Chroniques noires et partisanes

Étiquette : louise erdrich

LA SENTENCE de Louise Erdrich / Terres d’Amérique / Albin Michel

The Sentence

Traduction : Sarah Gurcel

La sentence est tombée il y a quelques jours : Le Prix Femina 2023 a été décerné à Louise Erdrich pour ce roman, qui fait suite à un Prix Pulitzer 2022 pour Celui qui veille, (et de multiples autres prix auparavant sur son parcours). Il semblerait que l’autrice américaine magnétise les récompenses et déjoue aussi toutes les tentatives d’attribuer trop vite une étiquette de genre à ses romans.

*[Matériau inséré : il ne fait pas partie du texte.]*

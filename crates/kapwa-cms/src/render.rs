//! Block list renderer
//!
//! Renders a page's blocks for one of two audiences. Every block is
//! rendered on its own: a renderer that fails (or panics) only affects its
//! own block. Admins see a placeholder in its place, the public sees
//! nothing. Unregistered block types are handled the same way.
//!
//! Rich text props are passed through the allow-list sanitizer before the
//! block renderer sees them.

use crate::blocks::{Block, BlockContext, BlockRegistry, BlockTypeDescriptor, Props, RenderError};
use crate::error::CmsResult;
use crate::schema::{FieldKind, FieldSchema, infer_field};
use kapwa_conf::PageBuilderSettings;
use kapwa_core::security::xss::detect_xss_patterns;
use kapwa_core::security::{HtmlSanitizer, escape_html, escape_html_attr};
use serde::{Deserialize, Serialize};
use serde_json::Value;
use std::any::Any;
use std::panic::{AssertUnwindSafe, catch_unwind};
use std::sync::Arc;
use tracing::{debug, warn};

/// Message shown to admins when a page has no blocks
pub const EMPTY_PAGE_NOTICE: &str = "No blocks to display. Add blocks to build your page.";

/// Who the output is for
#[derive(Debug, Clone, Copy, PartialEq, Eq, Hash, Default, Serialize, Deserialize)]
#[serde(rename_all = "snake_case")]
pub enum Audience {
	/// Page builder preview; problems are shown inline
	Admin,
	/// Site visitors; problem blocks are left out
	#[default]
	Public,
}

/// One entry of a rendered block list
#[derive(Debug, Clone, PartialEq, Eq)]
pub enum RenderedBlock {
	/// Output of a block renderer
	Block {
		/// Block id
		id: String,
		/// Block type id
		block_type: String,
		/// Renderer output
		html: String,
	},
	/// Placeholder for a block whose type is not registered
	UnknownType {
		/// Block id
		id: String,
		/// Unregistered type id
		block_type: String,
	},
	/// Placeholder for a block whose renderer failed
	Failed {
		/// Block id
		id: String,
		/// Block type id
		block_type: String,
		/// Failure message
		message: String,
	},
	/// Notice shown to admins in place of an empty page
	EmptyNotice,
}

impl RenderedBlock {
	/// Id of the block this entry stands for
	pub fn block_id(&self) -> Option<&str> {
		match self {
			Self::Block { id, .. } | Self::UnknownType { id, .. } | Self::Failed { id, .. } => Some(id),
			Self::EmptyNotice => None,
		}
	}

	/// Whether this entry replaces real block output
	pub fn is_placeholder(&self) -> bool {
		!matches!(self, Self::Block { .. })
	}

	/// Markup of this entry
	pub fn to_html(&self) -> String {
		match self {
			Self::Block { id, block_type, html } => format!(
				r#"<div class="kapwa-block" data-block-type="{}" data-block-id="{}">{}</div>"#,
				escape_html_attr(block_type),
				escape_html_attr(id),
				html
			),
			Self::UnknownType { id, block_type } => format!(
				concat!(
					r#"<div class="kapwa-block kapwa-block--unknown" data-block-type="{}" data-block-id="{}">"#,
					r#"<p class="kapwa-block__title">Unknown block type: {}</p>"#,
					r#"<p class="kapwa-block__detail">Block ID: {}</p></div>"#
				),
				escape_html_attr(block_type),
				escape_html_attr(id),
				escape_html(block_type),
				escape_html(id)
			),
			Self::Failed { id, block_type, message } => format!(
				concat!(
					r#"<div class="kapwa-block kapwa-block--error" data-block-type="{}" data-block-id="{}">"#,
					r#"<p class="kapwa-block__title">Error rendering block: {}</p>"#,
					r#"<pre class="kapwa-block__detail">{}</pre></div>"#
				),
				escape_html_attr(block_type),
				escape_html_attr(id),
				escape_html(block_type),
				escape_html(message)
			),
			Self::EmptyNotice => format!(r#"<div class="kapwa-empty-page"><p>{}</p></div>"#, EMPTY_PAGE_NOTICE),
		}
	}
}

/// Renders block lists through a registry
///
/// # Examples
///
/// ```
/// use kapwa_cms::blocks::{Block, BlockRegistry};
/// use kapwa_cms::render::{Audience, PageRenderer, RenderedBlock};
/// use std::sync::Arc;
///
/// let renderer = PageRenderer::new(Arc::new(BlockRegistry::with_builtin_blocks()));
/// let blocks = vec![Block::with_id("x", "legacy_widget", Default::default())];
///
/// assert!(renderer.render(&blocks, Audience::Public).is_empty());
/// assert_eq!(
///     renderer.render(&blocks, Audience::Admin),
///     vec![RenderedBlock::UnknownType { id: "x".into(), block_type: "legacy_widget".into() }]
/// );
/// ```
#[derive(Debug, Clone)]
pub struct PageRenderer {
	registry: Arc<BlockRegistry>,
	sanitizer: Arc<HtmlSanitizer>,
	container_class: String,
}

impl PageRenderer {
	/// Renderer with the default sanitizer
	pub fn new(registry: Arc<BlockRegistry>) -> Self {
		Self {
			registry,
			sanitizer: Arc::new(HtmlSanitizer::new()),
			container_class: "kapwa-blocks".to_string(),
		}
	}

	/// Renderer configured from settings
	pub fn from_settings(registry: Arc<BlockRegistry>, settings: &PageBuilderSettings) -> CmsResult<Self> {
		Ok(Self::new(registry)
			.with_sanitizer(settings.sanitizer()?)
			.with_container_class(settings.renderer.container_class.clone()))
	}

	/// Replace the rich text sanitizer
	pub fn with_sanitizer(mut self, sanitizer: HtmlSanitizer) -> Self {
		self.sanitizer = Arc::new(sanitizer);
		self
	}

	/// Set the class of the wrapping element
	pub fn with_container_class(mut self, class: impl Into<String>) -> Self {
		self.container_class = class.into();
		self
	}

	/// Registry block types are resolved through
	pub fn registry(&self) -> &Arc<BlockRegistry> {
		&self.registry
	}

	/// Render `blocks` in order
	///
	/// An empty list yields [`RenderedBlock::EmptyNotice`] for admins and
	/// nothing for the public.
	pub fn render(&self, blocks: &[Block], audience: Audience) -> Vec<RenderedBlock> {
		if blocks.is_empty() {
			return match audience {
				Audience::Admin => vec![RenderedBlock::EmptyNotice],
				Audience::Public => Vec::new(),
			};
		}

		blocks
			.iter()
			.filter_map(|block| self.render_block(block, audience))
			.collect()
	}

	/// Render one block; `None` when the audience sees nothing for it
	pub fn render_block(&self, block: &Block, audience: Audience) -> Option<RenderedBlock> {
		let Some(descriptor) = self.registry.lookup(&block.block_type) else {
			debug!(block_id = %block.id, block_type = %block.block_type, "Skipping unregistered block type");
			return (audience == Audience::Admin).then(|| RenderedBlock::UnknownType {
				id: block.id.clone(),
				block_type: block.block_type.clone(),
			});
		};

		match self.run_renderer(block, descriptor) {
			Ok(html) => Some(RenderedBlock::Block {
				id: block.id.clone(),
				block_type: block.block_type.clone(),
				html,
			}),
			Err(message) => {
				warn!(
					block_id = %block.id,
					block_type = %block.block_type,
					error = %message,
					"Block failed to render"
				);
				(audience == Audience::Admin).then(|| RenderedBlock::Failed {
					id: block.id.clone(),
					block_type: block.block_type.clone(),
					message,
				})
			}
		}
	}

	/// Render `blocks` and join them inside the container element
	pub fn render_to_html(&self, blocks: &[Block], audience: Audience) -> String {
		let mut html = format!(r#"<div class="{}">"#, escape_html_attr(&self.container_class));
		for rendered in self.render(blocks, audience) {
			html.push_str(&rendered.to_html());
		}
		html.push_str("</div>");
		html
	}

	fn run_renderer(&self, block: &Block, descriptor: &BlockTypeDescriptor) -> Result<String, String> {
		let props = self.sanitize_props(&block.props, descriptor);
		let ctx = BlockContext::new(block, &props, descriptor);

		match catch_unwind(AssertUnwindSafe(|| descriptor.renderer().render(&ctx))) {
			Ok(Ok(html)) => Ok(html),
			Ok(Err(err)) => Err(render_error_message(&err)),
			Err(payload) => Err(panic_message(payload.as_ref())),
		}
	}

	fn sanitize_props(&self, props: &Props, descriptor: &BlockTypeDescriptor) -> Props {
		let mut props = props.clone();
		for (key, value) in props.iter_mut() {
			let field = descriptor
				.field_schema
				.get(key)
				.cloned()
				.unwrap_or_else(|| infer_field(key, value));
			self.sanitize_value(&field, value);
		}
		props
	}

	fn sanitize_value(&self, field: &FieldSchema, value: &mut Value) {
		match (&field.kind, value) {
			(FieldKind::Richtext, Value::String(html)) => {
				if detect_xss_patterns(html) {
					debug!(field = %field.label, "Stripping script-capable markup from rich text");
				}
				*html = self.sanitizer.sanitize(html);
			}
			(FieldKind::Array { .. }, Value::Array(items)) => {
				for item in items.iter_mut() {
					let Value::Object(item) = item else {
						continue;
					};
					for (item_key, item_value) in item.iter_mut() {
						let item_field = field.item_field(item_key, item_value);
						if item_field.is_richtext() {
							self.sanitize_value(&item_field, item_value);
						}
					}
				}
			}
			_ => {}
		}
	}
}

fn render_error_message(err: &RenderError) -> String {
	err.to_string()
}

fn panic_message(payload: &(dyn Any + Send)) -> String {
	if let Some(message) = payload.downcast_ref::<&str>() {
		(*message).to_string()
	} else if let Some(message) = payload.downcast_ref::<String>() {
		message.clone()
	} else {
		"Block renderer panicked".to_string()
	}
}
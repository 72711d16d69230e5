//! # Kapwa
//!
//! Block-based page composition for community websites.
//!
//! Pages are ordered lists of typed content blocks. Block types are
//! registered once with a field schema and a renderer; admins assemble
//! pages in a document editor, edit each block through a schema-driven
//! property editor, and the renderer turns the result into HTML for the
//! admin preview or the public site.
//!
//! ## Feature Flags
//!
//! - `core` - Escaping, the rich text sanitizer and text helpers
//! - `conf` - Layered page builder settings (defaults, TOML file, environment)
//! - `cms` (default via `full`) - Block registry, editors, renderer and persistence
//! - `full` - Everything above
//!
//! ## Quick Example
//!
//! ```rust
//! # #[cfg(feature = "cms")]
//! # {
//! use kapwa::prelude::*;
//! use std::sync::Arc;
//!
//! let registry = Arc::new(BlockRegistry::with_builtin_blocks());
//! let mut editor = DocumentEditor::new(PageDocument::new("About"), registry.clone());
//! let id = editor.insert_block(0, "rich_text_section").unwrap();
//! editor.edit_field(&id, "content", "<p>Hello</p><script>x()</script>".into());
//!
//! let html = PageRenderer::new(registry).render_to_html(&editor.document().blocks, Audience::Public);
//! assert!(html.contains("<p>Hello</p>"));
//! assert!(!html.contains("script"));
//! # }
//! ```

#![warn(missing_docs)]

#[cfg(feature = "cms")]
pub mod cms;
#[cfg(feature = "conf")]
pub mod conf;
pub mod core;

// Re-export settings from dedicated crate
#[cfg(feature = "conf")]
pub use kapwa_conf::{EditorSettings, PageBuilderSettings, RendererSettings, SettingsError};

// Re-export leaf utilities
pub use kapwa_core::security::{HtmlSanitizer, SanitizerPolicy, escape_html, sanitize_html};

// Re-export page builder entry points
#[cfg(feature = "cms")]
pub use kapwa_cms::{
	blocks::{Block, BlockRegistry, BlockTypeDescriptor, global_registry, init_global_registry},
	editor::DocumentEditor,
	error::{CmsError, CmsResult},
	render::{Audience, PageRenderer},
};

/// Commonly used types
pub mod prelude {
	pub use crate::{HtmlSanitizer, escape_html, sanitize_html};

	#[cfg(feature = "conf")]
	pub use crate::{EditorSettings, PageBuilderSettings};

	#[cfg(feature = "cms")]
	pub use kapwa_cms::prelude::*;
}
//! Typed reads over a block's property bag

use super::{Props, RenderError};
use crate::schema::{coerce_bool, parse_integer, value_to_text};
use kapwa_core::security::escape_html;
use serde_json::Value;

/// Lenient accessors for [`Props`]
///
/// Props come from stored JSON and may hold anything. These readers never
/// fail on a wrong shape; they fall back to an empty or default value.
pub trait PropAccess {
	/// Text of `key`, empty when absent
	fn text(&self, key: &str) -> String;

	/// Text of `key`, `default` when absent or blank
	fn text_or(&self, key: &str, default: &str) -> String;

	/// HTML-escaped text of `key`
	fn text_escaped(&self, key: &str) -> String {
		escape_html(&self.text(key))
	}

	/// Non-blank text of `key`
	fn required_text(&self, key: &str) -> Result<String, RenderError>;

	/// Integer reading of `key`, `default` when it has none
	fn integer(&self, key: &str, default: i64) -> i64;

	/// Boolean reading of `key`, `default` when absent
	fn flag(&self, key: &str, default: bool) -> bool;

	/// Object items of the array at `key`, skipping anything else
	fn items(&self, key: &str) -> Vec<&Props>;
}

impl PropAccess for Props {
	fn text(&self, key: &str) -> String {
		self.get(key).map(value_to_text).unwrap_or_default()
	}

	fn text_or(&self, key: &str, default: &str) -> String {
		let text = self.text(key);
		if text.trim().is_empty() {
			default.to_string()
		} else {
			text
		}
	}

	fn required_text(&self, key: &str) -> Result<String, RenderError> {
		let text = self.text(key);
		if text.trim().is_empty() {
			return Err(RenderError::MissingField(key.to_string()));
		}
		Ok(text)
	}

	fn integer(&self, key: &str, default: i64) -> i64 {
		self.get(key).and_then(parse_integer).unwrap_or(default)
	}

	fn flag(&self, key: &str, default: bool) -> bool {
		match self.get(key) {
			None | Some(Value::Null) => default,
			Some(value) => coerce_bool(value),
		}
	}

	fn items(&self, key: &str) -> Vec<&Props> {
		match self.get(key) {
			Some(Value::Array(items)) => items.iter().filter_map(Value::as_object).collect(),
			_ => Vec::new(),
		}
	}
}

« Quand j’étais en prison, j’ai reçu un dictionnaire. Accompagné d’un petit mot : Voici le livre que j’emporterais sur une île déserte. Des livres, mon ancienne professeure m’en ferait parvenir d’autres, mais elle savait que celui-là s’avérerait d’un recours inépuisable. C’est le terme « sentence » que j’y ai cherché en premier. J’avais reçu la mienne, une impossible condamnation à soixante ans d’emprisonnement, de la bouche d’un juge qui croyait en l’au-delà. »

Après avoir bénéficié d’une libération conditionnelle, Tookie, une quadragénaire d’origine amérindienne, est embauchée par une petite librairie de Minneapolis. Lectrice passionnée, elle s’épanouit dans ce travail. Jusqu’à ce que l’esprit de Flora, une fidèle cliente récemment décédée, ne vienne hanter les rayonnages, mettant Tookie face à ses propres démons, dans une ville bientôt à feu et à sang après la mort de George Floyd, alors qu’une pandémie a mis le monde à l’arrêt…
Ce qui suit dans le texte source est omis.